The silver disks don't really change this communication -- if it is one -- in any essential way. The displacement of reward from a grape to a coin makes the exchange seem more anthropomorphic, but this seems like a bit of a presentational trick to me. We're not so surprised to learn that monkeys (as well as other animals) can be taught (by "months of rudimentary repetition") to associate some arbitrary counter with food rewards, and to work for such tokens more or less as if they were pieces of the associated food.
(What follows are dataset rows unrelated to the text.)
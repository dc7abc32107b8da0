//! OpenAI chat completions (text + vision) and the Images API.
//! Docs: https://platform.openai.com/docs/api-reference

use async_trait::async_trait;
use base64::Engine;
use base64::engine::general_purpose;
use serde::{Deserialize, Serialize};
use tracing::{debug, info};
use url::Url;

use super::{
    CompletionRequest, ImageGenerator, LanguageModel, SizeSupport, api_root, parse_json,
    send_for_bytes,
};
use crate::banner::{GeneratedImage, ImageSize};
use crate::error::BannerError;

const CHAT_PROVIDER: &str = "openai chat";
const IMAGES_PROVIDER: &str = "openai images";

// -----------------------------
// Chat completions
// -----------------------------

#[derive(Serialize, Debug)]
struct ChatRequest<'a> {
    model: &'a str,
    messages: Vec<ChatMessage<'a>>,
    max_tokens: u32,
}

#[derive(Serialize, Debug)]
struct ChatMessage<'a> {
    role: &'static str,
    content: ChatContent<'a>,
}

#[derive(Serialize, Debug)]
#[serde(untagged)]
enum ChatContent<'a> {
    Text(&'a str),
    Parts(Vec<ContentPart<'a>>),
}

#[derive(Serialize, Debug)]
#[serde(tag = "type", rename_all = "snake_case")]
enum ContentPart<'a> {
    Text { text: &'a str },
    ImageUrl { image_url: ImageUrl },
}

#[derive(Serialize, Debug)]
struct ImageUrl {
    url: String,
}

#[derive(Deserialize, Debug)]
struct ChatResponse {
    #[serde(default)]
    choices: Vec<ChatChoice>,
}

#[derive(Deserialize, Debug)]
struct ChatChoice {
    message: ChatChoiceMessage,
}

#[derive(Deserialize, Debug)]
struct ChatChoiceMessage {
    #[serde(default)]
    content: Option<String>,
}

/// Pulls the first choice's text out of a chat completion body.
fn completion_text(bytes: &[u8]) -> Result<String, BannerError> {
    let parsed: ChatResponse = parse_json(CHAT_PROVIDER, bytes)?;
    parsed
        .choices
        .into_iter()
        .next()
        .and_then(|choice| choice.message.content)
        .filter(|text| !text.trim().is_empty())
        .ok_or(BannerError::EmptyResponse {
            provider: CHAT_PROVIDER,
        })
}

/// Chat completions client.
#[derive(Clone, Debug)]
pub struct OpenAiLanguageModel {
    client: reqwest::Client,
    api_key: String,
    model: String,
    base_url: Url,
}

impl OpenAiLanguageModel {
    /// `base_url` is the API root, eg `https://api.openai.com/v1/`.
    pub fn new(client: reqwest::Client, api_key: String, model: String, base_url: Url) -> Self {
        Self {
            client,
            api_key,
            model,
            base_url: api_root(base_url),
        }
    }
}

#[async_trait]
impl LanguageModel for OpenAiLanguageModel {
    fn name(&self) -> &'static str {
        CHAT_PROVIDER
    }

    async fn complete(&self, request: CompletionRequest<'_>) -> Result<String, BannerError> {
        let content = match request.image {
            Some(image) => ChatContent::Parts(vec![
                ContentPart::Text {
                    text: request.instruction,
                },
                ContentPart::ImageUrl {
                    image_url: ImageUrl {
                        url: image.data_url(),
                    },
                },
            ]),
            None => ChatContent::Text(request.instruction),
        };
        let body = ChatRequest {
            model: &self.model,
            messages: vec![ChatMessage {
                role: "user",
                content,
            }],
            max_tokens: request.max_tokens,
        };
        let endpoint = self
            .base_url
            .join("chat/completions")
            .map_err(|err| BannerError::provider(CHAT_PROVIDER, err))?;

        debug!(
            "Calling {} (model {}, image: {})",
            endpoint,
            self.model,
            request.image.is_some()
        );
        let bytes = send_for_bytes(
            CHAT_PROVIDER,
            self.client
                .post(endpoint)
                .bearer_auth(&self.api_key)
                .json(&body),
        )
        .await?;
        completion_text(&bytes)
    }
}

// -----------------------------
// Images API
// -----------------------------

/// Request body for POST /v1/images/generations
#[derive(Serialize, Debug)]
struct ImagesGenerateRequest<'a> {
    model: &'a str,
    prompt: &'a str,
    n: u8,
    size: &'a str,

    #[serde(skip_serializing_if = "Option::is_none")]
    quality: Option<&'a str>,

    // For dall-e models.
    #[serde(skip_serializing_if = "Option::is_none")]
    style: Option<&'a str>,
}

#[derive(Deserialize, Debug)]
struct ImagesGenerateResponse {
    #[serde(default)]
    data: Vec<ImageData>,
}

#[derive(Deserialize, Debug)]
struct ImageData {
    b64_json: Option<String>,
    url: Option<String>,
    revised_prompt: Option<String>,
}

/// Where the generated image can be found.
#[derive(Debug, PartialEq)]
enum ImageLocation {
    Url(String),
    Inline(Vec<u8>),
}

fn image_location(bytes: &[u8]) -> Result<ImageLocation, BannerError> {
    let parsed: ImagesGenerateResponse = parse_json(IMAGES_PROVIDER, bytes)?;
    let first = parsed.data.into_iter().next().ok_or(BannerError::EmptyResponse {
        provider: IMAGES_PROVIDER,
    })?;

    if let Some(revised_prompt) = first.revised_prompt {
        debug!("Revised prompt from OpenAI: {revised_prompt}");
    }

    if let Some(url) = first.url.filter(|url| !url.is_empty()) {
        Ok(ImageLocation::Url(url))
    } else if let Some(b64_json) = first.b64_json {
        let bytes = general_purpose::STANDARD
            .decode(b64_json)
            .map_err(|err| BannerError::provider(IMAGES_PROVIDER, format!("bad base64: {err}")))?;
        Ok(ImageLocation::Inline(bytes))
    } else {
        Err(BannerError::EmptyResponse {
            provider: IMAGES_PROVIDER,
        })
    }
}

/// Images API client. dall-e models hand back a URL which is downloaded here.
#[derive(Clone, Debug)]
pub struct OpenAiImageGenerator {
    client: reqwest::Client,
    api_key: String,
    model: String,
    base_url: Url,
}

impl OpenAiImageGenerator {
    /// `base_url` is the API root, eg `https://api.openai.com/v1/`.
    pub fn new(client: reqwest::Client, api_key: String, model: String, base_url: Url) -> Self {
        Self {
            client,
            api_key,
            model,
            base_url: api_root(base_url),
        }
    }

    fn request_body<'a>(&'a self, prompt: &'a str, size: ImageSize) -> ImagesGenerateRequest<'a> {
        if self.model.starts_with("dall-e-3") {
            ImagesGenerateRequest {
                model: &self.model,
                prompt,
                n: 1,
                size: size.as_str(),
                quality: Some("standard"),
                style: Some("vivid"),
            }
        } else {
            ImagesGenerateRequest {
                model: &self.model,
                prompt,
                n: 1,
                size: size.as_str(),
                quality: None,
                style: None,
            }
        }
    }
}

#[async_trait]
impl ImageGenerator for OpenAiImageGenerator {
    fn name(&self) -> &'static str {
        IMAGES_PROVIDER
    }

    fn size_support(&self) -> SizeSupport {
        SizeSupport::Exact
    }

    async fn generate(&self, prompt: &str, size: ImageSize) -> Result<GeneratedImage, BannerError> {
        let endpoint = self
            .base_url
            .join("images/generations")
            .map_err(|err| BannerError::provider(IMAGES_PROVIDER, err))?;
        let body = self.request_body(prompt, size);

        info!("Generating {} image with {}", size, self.model);
        let bytes = send_for_bytes(
            IMAGES_PROVIDER,
            self.client
                .post(endpoint)
                .bearer_auth(&self.api_key)
                .json(&body),
        )
        .await?;

        match image_location(&bytes)? {
            ImageLocation::Inline(bytes) => Ok(GeneratedImage {
                bytes,
                source_url: None,
            }),
            ImageLocation::Url(url) => {
                debug!("Downloading generated image from {url}");
                let bytes = send_for_bytes(IMAGES_PROVIDER, self.client.get(&url))
                    .await
                    .map_err(|err| match err {
                        BannerError::ProviderCall { message, .. } => BannerError::provider(
                            IMAGES_PROVIDER,
                            format!("image download failed ({url}): {message}"),
                        ),
                        other => other,
                    })?;
                if bytes.is_empty() {
                    return Err(BannerError::EmptyResponse {
                        provider: IMAGES_PROVIDER,
                    });
                }
                Ok(GeneratedImage {
                    bytes,
                    source_url: Some(url),
                })
            }
        }
    }
}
When a monkey, on his own, uses one of these counters in a natural exchange with another monkey as if it were a piece of food, this seems very human. But we could alternatively see this "displacement" as analogous to what happens when a monkey learns that marshmallows -- which don't occur in the state of nature -- are good to eat, and therefore begins to value them as if they were especially yummy pieces of fruit. For the monkeys, the coins are arguably just a more complicated kind of fruit, one which you've got to take to the experimenter to peel.
Adam Smith begins his chapter by wondering whether human's "propensity to truck, barter, and exchange one thing for another" is "one of those original principles in human nature of which no further account can be given; or whether, as seems more probable, it be the necessary consequence of the faculties of reason and speech". But normal capuchin sharing is apparently much more diffuse -- animals share food with others that they like or fear, or who have things they want. You could call this a general "propensity to truck, barter, and exchange one thing for another", but it's not very specific or contractual. It's not at all clear that the cited instance of Capuchin "prostitution" was more than another example of this general kind of "be nice to others so that they'll be nice to you" kind of behavior.
The main point of the Chen and Santos experiments is to show that capuchins can learn to engage in a wider variety of behaviors that look like human economic transactions. In my view, this is yet another interesting demonstration that non-human mammals have more of the basic abilities required for speech and language than one might have thought. Each discovery of this kind makes it all the more puzzling to me that non-human animals never seem to take those next few, small, logical steps towards effective communication, without "months of rudimentary repetition" in the laboratory.
[For some background on the relevant parts of capuchin monkeys' cognitive landscape, see Frans de Waal and Jason Davis, "Capuchin cognitive ecology: cooperation based on projected returns", Neuropsychologia 41 (2003) 221–228.]